Hacker News new | past | comments | ask | show | jobs | submit login
Writing a register based VM in less than 125 lines of C code (andreinc.net)
291 points by nomemory on Dec 8, 2021 | hide | past | favorite | 41 comments



Our machine has W=UINT16_MAX words, of N=16 bits each

Did the seemingly-off-by-one-error catch anyone else? A 16-bit integer has 65536 values, so you'll be going one past the end of the virtual RAM if you attempt to access address FFFFh.

With this simple trick, we can avoid writing a switch statement with 16 (+1) cases

Personally, I prefer having a switch since it's more obvious which opcode goes where. Probably makes the code a little shorter too (and is that another off-by-one, this time in the other direction?)

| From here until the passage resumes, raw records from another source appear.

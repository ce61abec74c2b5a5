//! `insertText` handler — inserts resolved text into an existing document.
//!
//! Insertion points: top (after front matter), bottom, or directly under a
//! named heading. The target must already exist; a missing document is a
//! hard failure.

use std::sync::Arc;

use async_trait::async_trait;
use scribe_core::{ActionKind, FormAction, InsertPosition};
use tracing::debug;

use crate::chain::ActionHandler;
use crate::context::ExecutionContext;
use crate::errors::EngineError;
use crate::template::TemplateEngine;
use crate::template::extract::split_front_matter;
use crate::traits::VaultOps;

use super::util::resolve_note_path;

/// Inserts text into a document.
pub struct InsertTextHandler {
    vault: Arc<dyn VaultOps>,
    engine: Arc<TemplateEngine>,
}

impl InsertTextHandler {
    /// Create a handler over the given vault and template engine.
    pub fn new(vault: Arc<dyn VaultOps>, engine: Arc<TemplateEngine>) -> Self {
        Self { vault, engine }
    }
}

/// Splice `text` into `document` at the given position.
fn insert_into(document: &str, text: &str, position: &InsertPosition) -> String {
    match position {
        InsertPosition::Bottom => {
            let mut result = document.to_string();
            if !result.is_empty() && !result.ends_with('\n') {
                result.push('\n');
            }
            result.push_str(text);
            if !text.ends_with('\n') {
                result.push('\n');
            }
            result
        }
        InsertPosition::Top => {
            let (front_matter, body) = split_front_matter(document);
            let mut result = String::with_capacity(document.len() + text.len() + 1);
            if let Some(front_matter) = front_matter {
                result.push_str("---\n");
                result.push_str(front_matter);
                result.push_str("---\n");
            }
            result.push_str(text);
            if !text.ends_with('\n') {
                result.push('\n');
            }
            result.push_str(body);
            result
        }
        InsertPosition::AtHeading { heading } => insert_under_heading(document, text, heading),
    }
}

/// Insert directly below the heading line; append when the heading is
/// absent so the text is never silently dropped.
fn insert_under_heading(document: &str, text: &str, heading: &str) -> String {
    let target = heading.trim();
    let mut lines: Vec<&str> = document.lines().collect();

    let position = lines.iter().position(|line| {
        let trimmed = line.trim_start_matches('#');
        line.starts_with('#') && trimmed.trim() == target
    });

    match position {
        Some(index) => {
            lines.insert(index + 1, text);
            let mut result = lines.join("\n");
            if document.ends_with('\n') {
                result.push('\n');
            }
            result
        }
        None => insert_into(document, text, &InsertPosition::Bottom),
    }
}

#[async_trait]
impl ActionHandler for InsertTextHandler {
    fn accepts(&self, action: &FormAction) -> bool {
        matches!(action.kind, ActionKind::InsertText { .. })
    }

    fn validate(&self, action: &FormAction) -> Vec<String> {
        let ActionKind::InsertText {
            target_path,
            position,
            ..
        } = &action.kind
        else {
            return Vec::new();
        };

        let mut violations = Vec::new();
        if target_path.trim().is_empty() {
            violations.push("target path is empty".to_string());
        }
        if let InsertPosition::AtHeading { heading } = position {
            if heading.trim().is_empty() {
                violations.push("heading is empty".to_string());
            }
        }
        violations
    }

    async fn run(
        &self,
        action: &FormAction,
        ctx: &mut ExecutionContext,
    ) -> Result<(), EngineError> {
        let ActionKind::InsertText {
            target_path,
            content,
            position,
        } = &action.kind
        else {
            return Ok(());
        };

        let path = resolve_note_path(&self.engine, &self.vault, ctx, target_path).await?;
        if !self.vault.exists(&path) {
            return Err(EngineError::FileNotFound { path });
        }

        let text = self.engine.resolve_text(content, ctx).await;
        let document = self.vault.read(&path).await?;
        let updated = insert_into(&document, &text, position);
        self.vault.write(&path, &updated).await?;
        debug!(%path, "text inserted");
        Ok(())
    }
}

Also, I understand the need to keep a "learning architecture" simple, but without byte-wide memory access, you'll quickly realise how annoying it is to work with actual bytes. For example, any string handling, unless you decide to use UTF-16 instead. I think a sweet spot is 16-bit address and 8-bit data, with register pairs for 16-bit operations, much like the popular Z80 and the 8080/8085 that preceded it.

The DEC Alpha is a real architecture that made a similar mistake and later had to be extended to fix it: https://en.wikipedia.org/wiki/DEC_Alpha#Byte-Word_Extensions...

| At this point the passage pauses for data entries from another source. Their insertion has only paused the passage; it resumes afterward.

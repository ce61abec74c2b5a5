//! The template expression engine.
//!
//! Resolves `{{@Name}}` placeholders against the run's value snapshot and
//! output variables, dereferences file-reference fields to document
//! contents, substitutes the built-in `{{selection}}` and `{{clipboard}}`
//! tokens, and hands the result to the opaque macro processor for ambient
//! tokens.
//!
//! Error policy: everything in here is soft. Unresolved names become the
//! empty string, unreadable references become inline markers, and the
//! engine never aborts the surrounding action.

pub mod extract;
pub mod scanner;

use std::sync::Arc;

use scribe_core::FieldValue;
use tracing::warn;

use crate::context::ExecutionContext;
use crate::traits::{Clipboard, EditorOps, MacroProcessor, VaultOps};

use self::scanner::Segment;

/// Built-in token replaced with the active editor selection.
const SELECTION_TOKEN: &str = "{{selection}}";
/// Built-in token replaced with clipboard text.
const CLIPBOARD_TOKEN: &str = "{{clipboard}}";

/// Resolves placeholders in user-authored text against a run's context.
pub struct TemplateEngine {
    vault: Arc<dyn VaultOps>,
    clipboard: Arc<dyn Clipboard>,
    editor: Arc<dyn EditorOps>,
    macros: Arc<dyn MacroProcessor>,
}

impl TemplateEngine {
    /// Create an engine over the given collaborators.
    pub fn new(
        vault: Arc<dyn VaultOps>,
        clipboard: Arc<dyn Clipboard>,
        editor: Arc<dyn EditorOps>,
        macros: Arc<dyn MacroProcessor>,
    ) -> Self {
        Self {
            vault,
            clipboard,
            editor,
            macros,
        }
    }

    /// Resolve text to a value.
    ///
    /// When the whole input is a single `{{@Name}}` placeholder the bound
    /// value passes through with its type intact (lists stay lists), so
    /// downstream consumers that expect, say, a list of paths are not
    /// handed a comma-joined string. Any other input resolves to text.
    pub async fn resolve(&self, text: &str, ctx: &ExecutionContext) -> FieldValue {
        if text.is_empty() {
            return FieldValue::Text(String::new());
        }

        if let Some(name) = exact_expression(text) {
            return self.resolve_exact(name, ctx).await;
        }

        FieldValue::Text(self.resolve_embedded(text, ctx).await)
    }

    /// Resolve text to a string (the common case for path and content
    /// fields).
    pub async fn resolve_text(&self, text: &str, ctx: &ExecutionContext) -> String {
        self.resolve(text, ctx).await.to_string()
    }

    /// The exact-match fast path: the raw, untyped binding.
    async fn resolve_exact(&self, name: &str, ctx: &ExecutionContext) -> FieldValue {
        let Some(value) = ctx.lookup(name) else {
            return FieldValue::Text(String::new());
        };
        if matches!(value, FieldValue::Null) {
            return FieldValue::Text(String::new());
        }
        if self.field_extracts_content(name, ctx) {
            return FieldValue::Text(extract::extract_contents(&self.vault, value).await);
        }
        value.clone()
    }

    /// The embedded scan: placeholders stringified into surrounding text,
    /// then built-in tokens, then the ambient macro pass.
    async fn resolve_embedded(&self, text: &str, ctx: &ExecutionContext) -> String {
        let mut result = String::with_capacity(text.len());

        for segment in scanner::scan(text) {
            match segment {
                Segment::Literal(literal) => result.push_str(literal),
                Segment::Expression(name) => {
                    result.push_str(&self.resolve_name(name, ctx).await);
                }
            }
        }

        if result.contains(SELECTION_TOKEN) {
            let selection = self.editor.selection();
            result = result.replacen(SELECTION_TOKEN, &selection, 1);
        }

        if result.contains(CLIPBOARD_TOKEN) {
            let clipboard = match self.clipboard.read_text().await {
                Ok(text) => text,
                Err(e) => {
                    warn!(error = %e, "clipboard read failed, substituting empty text");
                    String::new()
                }
            };
            result = result.replacen(CLIPBOARD_TOKEN, &clipboard, 1);
        }

        self.macros.process(&result)
    }

    /// Resolve one bare variable name to display text.
    async fn resolve_name(&self, name: &str, ctx: &ExecutionContext) -> String {
        let Some(value) = ctx.lookup(name) else {
            return String::new();
        };
        if matches!(value, FieldValue::Null) {
            return String::new();
        }
        if self.field_extracts_content(name, ctx) {
            return extract::extract_contents(&self.vault, value).await;
        }
        value.to_string()
    }

    /// Whether the field behind a label dereferences file contents.
    fn field_extracts_content(&self, label: &str, ctx: &ExecutionContext) -> bool {
        ctx.config
            .field_by_label(label)
            .is_some_and(|field| field.kind.extracts_content())
    }
}

/// If the whole input is a single placeholder, its body; otherwise `None`.
fn exact_expression(text: &str) -> Option<&str> {
    let body = text.strip_prefix("{{@")?.strip_suffix("}}")?;
    (!body.is_empty() && !body.contains('}')).then_some(body)
}
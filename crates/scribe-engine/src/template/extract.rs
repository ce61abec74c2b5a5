//! File-content dereferencing for file-reference fields.
//!
//! A field of the file-list kind with content extraction enabled resolves
//! to the referenced documents' *bodies* rather than their paths: the
//! front-matter block and a single leading top-level heading are stripped,
//! leading blank lines trimmed, and multiple documents joined with a
//! literal separator. Every failure mode is soft — an unreadable reference
//! becomes an inline bracketed marker, never an error.

use std::sync::Arc;

use scribe_core::FieldValue;

use crate::traits::VaultOps;

/// Separator between the bodies of multiple referenced documents.
pub const CONTENT_SEPARATOR: &str = "\n\n---\n\n";

/// Normalize a file reference: strip `[[wiki-link]]` brackets, drop a
/// `|display` alias, and trim whitespace.
pub fn clean_file_path(reference: &str) -> String {
    let mut path = reference.trim();
    path = path.strip_prefix("[[").unwrap_or(path);
    path = path.strip_suffix("]]").unwrap_or(path);
    if let Some((target, _alias)) = path.split_once('|') {
        path = target;
    }
    path.trim().to_string()
}

/// Append `.md` when the reference carries no extension.
pub fn with_default_extension(path: &str) -> String {
    if path.contains('.') {
        path.to_string()
    } else {
        format!("{path}.md")
    }
}

/// Split a document into its front-matter block and body.
///
/// Returns `(front_matter, body)` where the front matter is the raw YAML
/// between the `---` fences, without the fences themselves.
pub fn split_front_matter(content: &str) -> (Option<&str>, &str) {
    let Some(rest) = content.strip_prefix("---\n").or_else(|| {
        (content == "---").then_some("")
    }) else {
        return (None, content);
    };

    for (offset, line_end) in fence_candidates(rest) {
        if rest[offset..line_end].trim_end_matches('\r') == "---" {
            let body_start = if line_end < rest.len() {
                line_end + 1
            } else {
                line_end
            };
            return (Some(&rest[..offset]), &rest[body_start..]);
        }
    }

    (None, content)
}

/// Byte ranges of each line in the text.
fn fence_candidates(text: &str) -> impl Iterator<Item = (usize, usize)> + '_ {
    let mut start = 0;
    text.split_inclusive('\n').map(move |line| {
        let offset = start;
        start += line.len();
        let end = offset + line.trim_end_matches('\n').len();
        (offset, end)
    })
}

/// Strip front matter, a single leading `# ` heading, and leading blank
/// lines from a document.
pub fn strip_note_preamble(content: &str) -> String {
    let (_, mut body) = split_front_matter(content);

    if body.starts_with("# ") {
        body = body.split_once('\n').map_or("", |(_, rest)| rest);
    }

    body.trim_start_matches('\n').to_string()
}

/// Read one referenced document's body, soft-failing to a marker string.
pub async fn read_note_body(vault: &Arc<dyn VaultOps>, reference: &str) -> String {
    let path = with_default_extension(&clean_file_path(reference));
    let Some(resolved) = vault.resolve_path(&path) else {
        return format!("[file not found: {path}]");
    };
    if !vault.exists(&resolved) {
        return format!("[file not found: {resolved}]");
    }
    match vault.read(&resolved).await {
        Ok(content) => strip_note_preamble(&content),
        Err(_) => format!("[failed to read file: {resolved}]"),
    }
}

/// Dereference a file-reference value to document contents.
///
/// A single path yields one body; a list yields every body joined with
/// [`CONTENT_SEPARATOR`].
pub async fn extract_contents(vault: &Arc<dyn VaultOps>, value: &FieldValue) -> String {
    match value {
        FieldValue::Text(path) => read_note_body(vault, path).await,
        FieldValue::List(paths) => {
            let mut bodies = Vec::with_capacity(paths.len());
            for path in paths {
                bodies.push(read_note_body(vault, path).await);
            }
            bodies.join(CONTENT_SEPARATOR)
        }
        _ => String::new(),
    }
}

#[cfg(test)]
mod tests {
    use std::collections::HashMap;
    use std::io;

    use async_trait::async_trait;

    use super::*;

    struct MockVault {
        files: HashMap<String, String>,
    }

    impl MockVault {
        fn new() -> Self {
            Self {
                files: HashMap::new(),
            }
        }

        fn with_file(mut self, path: &str, content: &str) -> Self {
            let _ = self.files.insert(path.to_string(), content.to_string());
            self
        }
    }

    #[async_trait]
    impl VaultOps for MockVault {
        fn exists(&self, path: &str) -> bool {
            self.files.contains_key(path)
        }

        async fn read(&self, path: &str) -> Result<String, io::Error> {
            self.files
                .get(path)
                .cloned()
                .ok_or_else(|| io::Error::new(io::ErrorKind::NotFound, "not found"))
        }

        async fn write(&self, _path: &str, _content: &str) -> Result<(), io::Error> {
            Ok(())
        }

        async fn create_dir_all(&self, _path: &str) -> Result<(), io::Error> {
            Ok(())
        }

        fn resolve_path(&self, reference: &str) -> Option<String> {
            (!reference.contains("..")).then(|| reference.to_string())
        }
    }

    fn vault(mock: MockVault) -> Arc<dyn VaultOps> {
        Arc::new(mock)
    }

    // ── clean_file_path / with_default_extension ────────────────────

    #[test]
    fn cleans_wiki_link_syntax() {
        assert_eq!(clean_file_path("[[notes/alpha]]"), "notes/alpha");
        assert_eq!(clean_file_path("[[alpha|Alpha Note]]"), "alpha");
        assert_eq!(clean_file_path("  plain.md  "), "plain.md");
    }

    #[test]
    fn appends_md_when_no_extension() {
        assert_eq!(with_default_extension("alpha"), "alpha.md");
        assert_eq!(with_default_extension("alpha.md"), "alpha.md");
        assert_eq!(with_default_extension("dir.v2/alpha"), "dir.v2/alpha");
    }

    // ── split_front_matter / strip_note_preamble ────────────────────

    #[test]
    fn splits_front_matter_block() {
        let content = "---\ntitle: A\ntags: [x]\n---\nBody here\n";
        let (fm, body) = split_front_matter(content);
        assert_eq!(fm, Some("title: A\ntags: [x]\n"));
        assert_eq!(body, "Body here\n");
    }

    #[test]
    fn no_front_matter_returns_whole_body() {
        let content = "Just a body\n";
        let (fm, body) = split_front_matter(content);
        assert!(fm.is_none());
        assert_eq!(body, content);
    }

    #[test]
    fn unterminated_front_matter_is_left_alone() {
        let content = "---\ntitle: A\nno closing fence";
        let (fm, body) = split_front_matter(content);
        assert!(fm.is_none());
        assert_eq!(body, content);
    }

    #[test]
    fn strips_front_matter_title_and_blank_lines() {
        let content = "---\ntitle: A\n---\n# Title\n\n\nP1\n";
        assert_eq!(strip_note_preamble(content), "P1\n");
    }

    #[test]
    fn strips_only_first_top_level_heading() {
        let content = "# Title\nIntro\n# Second\n";
        assert_eq!(strip_note_preamble(content), "Intro\n# Second\n");
    }

    #[test]
    fn deeper_headings_are_kept() {
        let content = "## Section\nBody\n";
        assert_eq!(strip_note_preamble(content), "## Section\nBody\n");
    }

    // ── read_note_body / extract_contents ───────────────────────────

    #[tokio::test]
    async fn reads_and_strips_single_note() {
        let vault = vault(MockVault::new().with_file("alpha.md", "---\nk: v\n---\n# Alpha\n\nP1"));
        let body = read_note_body(&vault, "[[alpha]]").await;
        assert_eq!(body, "P1");
    }

    #[tokio::test]
    async fn missing_note_yields_marker() {
        let vault = vault(MockVault::new());
        let body = read_note_body(&vault, "ghost").await;
        assert_eq!(body, "[file not found: ghost.md]");
    }

    #[tokio::test]
    async fn escaping_reference_yields_marker() {
        let vault = vault(MockVault::new());
        let body = read_note_body(&vault, "../outside").await;
        assert_eq!(body, "[file not found: ../outside.md]");
    }

    #[tokio::test]
    async fn list_joins_with_separator() {
        let vault = vault(
            MockVault::new()
                .with_file("a.md", "---\nk: v\n---\n# A\nP1")
                .with_file("b.md", "---\nk: v\n---\n# B\nP2"),
        );
        let value = FieldValue::List(vec!["a".into(), "b".into()]);
        let joined = extract_contents(&vault, &value).await;
        assert_eq!(joined, "P1\n\n---\n\nP2");
    }

    #[tokio::test]
    async fn non_path_value_extracts_to_empty() {
        let vault = vault(MockVault::new());
        assert_eq!(extract_contents(&vault, &FieldValue::Bool(true)).await, "");
    }
}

A language lawyer quiz: if the definition is changed to

    uint16_t mem[UINT16_MAX + 1] = {0};
is it guaranteed to work on platforms where unsigned int is 16-bit wide? What about platforms where void* is 16-bit wide (hint: &mem[65536] must be a valid pointer value that must compare unequal from &mem[0])?

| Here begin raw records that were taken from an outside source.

//! The per-run execution context.
//!
//! Built once per submission, mutated in place only through
//! `output_variables`, discarded when the run ends. The id- and label-keyed
//! maps are the *visibility snapshot*: computed before the first action
//! executes and never recomputed mid-run, so every skip decision in a run
//! sees the same values.

use std::collections::HashMap;
use std::sync::Arc;

use scribe_core::{FieldValue, FormConfig};

use crate::filter::evaluate;

/// The mutable record threaded through an action chain.
#[derive(Clone, Debug)]
pub struct ExecutionContext {
    /// The configuration this run executes. Immutable during the run.
    pub config: Arc<FormConfig>,
    /// Field id → captured value, restricted to visible fields. Source of
    /// truth for conditional-skip decisions.
    pub id_values: HashMap<String, FieldValue>,
    /// Field label → captured value, restricted to visible fields. The
    /// lookup map for template expressions.
    pub values: HashMap<String, FieldValue>,
    /// Values written by handlers during this run, visible to all
    /// subsequent handlers. Empty at start.
    pub output_variables: HashMap<String, FieldValue>,
}

impl ExecutionContext {
    /// Build a context from raw captured values, computing the visibility
    /// snapshot: fields whose own condition evaluates false against the raw
    /// id map are excluded from both maps.
    pub fn new(config: Arc<FormConfig>, raw_id_values: HashMap<String, FieldValue>) -> Self {
        let mut id_values = HashMap::new();
        let mut values = HashMap::new();

        for field in &config.fields {
            if let Some(condition) = &field.condition {
                if !evaluate(condition, &raw_id_values) {
                    continue;
                }
            }
            let value = raw_id_values
                .get(&field.id)
                .cloned()
                .unwrap_or(FieldValue::Null);
            let _ = id_values.insert(field.id.clone(), value.clone());
            let _ = values.insert(field.label.clone(), value);
        }

        Self {
            config,
            id_values,
            values,
            output_variables: HashMap::new(),
        }
    }

    /// Look up a template variable: the label snapshot first, then output
    /// variables written earlier in the run.
    pub fn lookup(&self, name: &str) -> Option<&FieldValue> {
        self.values
            .get(name)
            .or_else(|| self.output_variables.get(name))
    }
}

/// Captured values derived purely from field defaults, for unattended
/// submissions.
pub fn default_id_values(config: &FormConfig) -> HashMap<String, FieldValue> {
    let mut id_values = HashMap::new();
    for field in &config.fields {
        let value = field.default_value.clone().unwrap_or(FieldValue::Null);
        let _ = id_values.insert(field.id.clone(), value);
    }
    id_values
}

/// Whether every field has a usable default, making the form eligible for
/// auto-submission without prompting.
pub fn all_fields_defaulted(config: &FormConfig) -> bool {
    config
        .fields
        .iter()
        .all(|field| field.default_value.as_ref().is_some_and(|v| !v.is_empty()))
}

#[cfg(test)]
mod tests {
    use scribe_core::{ConditionOperator, FieldKind, Filter, FormField};

    use super::*;

    fn config_with_fields(fields: Vec<FormField>) -> Arc<FormConfig> {
        let mut config = FormConfig::new();
        config.fields = fields;
        config.actions.clear();
        Arc::new(config)
    }

    #[test]
    fn snapshot_keys_by_id_and_label() {
        let config = config_with_fields(vec![FormField::new("f1", "Title", FieldKind::Text)]);
        let mut raw = HashMap::new();
        let _ = raw.insert("f1".to_string(), FieldValue::from("My note"));

        let ctx = ExecutionContext::new(config, raw);
        assert_eq!(ctx.id_values.get("f1"), Some(&FieldValue::from("My note")));
        assert_eq!(ctx.values.get("Title"), Some(&FieldValue::from("My note")));
    }

    #[test]
    fn hidden_field_is_excluded_from_snapshot() {
        let mut hidden = FormField::new("f2", "Details", FieldKind::Text);
        hidden.condition = Some(Filter::condition("f1", ConditionOperator::Eq, true));
        let config = config_with_fields(vec![
            FormField::new("f1", "Enabled", FieldKind::Toggle),
            hidden,
        ]);

        let mut raw = HashMap::new();
        let _ = raw.insert("f1".to_string(), FieldValue::Bool(false));
        let _ = raw.insert("f2".to_string(), FieldValue::from("secret"));

        let ctx = ExecutionContext::new(config, raw);
        assert!(!ctx.id_values.contains_key("f2"));
        assert!(!ctx.values.contains_key("Details"));
        assert!(ctx.id_values.contains_key("f1"));
    }

    #[test]
    fn unanswered_field_snapshots_as_null() {
        let config = config_with_fields(vec![FormField::new("f1", "Title", FieldKind::Text)]);
        let ctx = ExecutionContext::new(config, HashMap::new());
        assert_eq!(ctx.id_values.get("f1"), Some(&FieldValue::Null));
    }

    #[test]
    fn lookup_prefers_snapshot_then_outputs() {
        let config = config_with_fields(vec![FormField::new("f1", "Title", FieldKind::Text)]);
        let mut raw = HashMap::new();
        let _ = raw.insert("f1".to_string(), FieldValue::from("captured"));
        let mut ctx = ExecutionContext::new(config, raw);
        let _ = ctx
            .output_variables
            .insert("summary".to_string(), FieldValue::from("generated"));

        assert_eq!(ctx.lookup("Title"), Some(&FieldValue::from("captured")));
        assert_eq!(ctx.lookup("summary"), Some(&FieldValue::from("generated")));
        assert_eq!(ctx.lookup("missing"), None);
    }

    #[test]
    fn default_id_values_uses_field_defaults() {
        let mut field = FormField::new("f1", "Title", FieldKind::Text);
        field.default_value = Some(FieldValue::from("Untitled"));
        let config = config_with_fields(vec![
            field,
            FormField::new("f2", "Body", FieldKind::TextArea),
        ]);

        let defaults = default_id_values(&config);
        assert_eq!(defaults.get("f1"), Some(&FieldValue::from("Untitled")));
        assert_eq!(defaults.get("f2"), Some(&FieldValue::Null));
    }

    #[test]
    fn all_fields_defaulted_requires_non_empty_defaults() {
        let mut with_default = FormField::new("f1", "Title", FieldKind::Text);
        with_default.default_value = Some(FieldValue::from("Untitled"));
        let config = config_with_fields(vec![with_default.clone()]);
        assert!(all_fields_defaulted(&config));

        let mut empty_default = FormField::new("f2", "Body", FieldKind::Text);
        empty_default.default_value = Some(FieldValue::Text(String::new()));
        let config = config_with_fields(vec![with_default, empty_default]);
        assert!(!all_fields_defaulted(&config));
    }
}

> &mem[65536] must be a valid pointer value

explain


C99 draft, 6.5.6.8:

    Moreover, if the expression P points to the last element of an array object, 
    the expression (P)+1 points one past the last element of the array object,
    and if the expression Q points one past the last element of an array object,
    the expression (Q)-1 points to the last element of the array object. If both
    the pointer operand and the result point to elements of the same array object,
    or one past the last element of the array object, the evaluation shall not
    produce an overflow; otherwise, the behavior is undefined. If the result points
    one past the last element of the array object, it shall not be used as the
    operand of a unary * operator that is evaluated.


> Personally, I prefer having a switch since it's more obvious which opcode goes where.

In practice, having a switch is not worse or can even be better for performance because any non-naive optimising compiler will emit a nicely ordered indexed jump table, whereas following function pointers involves more indirection through the addresses of the functions, and has the additional overhead of passing args and preparing/restoring the stack.


I've thought of that, and to be honest I think it's worth mentioning in the article. But having set this arbitrary limit to 125 lines, before even starting to sketch things down, made me use the function tables. As a plus, article is intended for beginners, and it would be cool if they learn about function pointers from a practical example.

But from a performance perspective, you are right!


Further to this: this kind of thing is something the Forth community takes seriously. They call these threaded code techniques. [0] (The Gforth interpreter, for instance, gives you the choice of various different techniques.)

Anton Ertl of Gforth fame published a microbenchmark performance comparison of toy interpreters, written in C, run on various CPUs. [1] As you say, the approach using function pointers (call threading) scores poorly.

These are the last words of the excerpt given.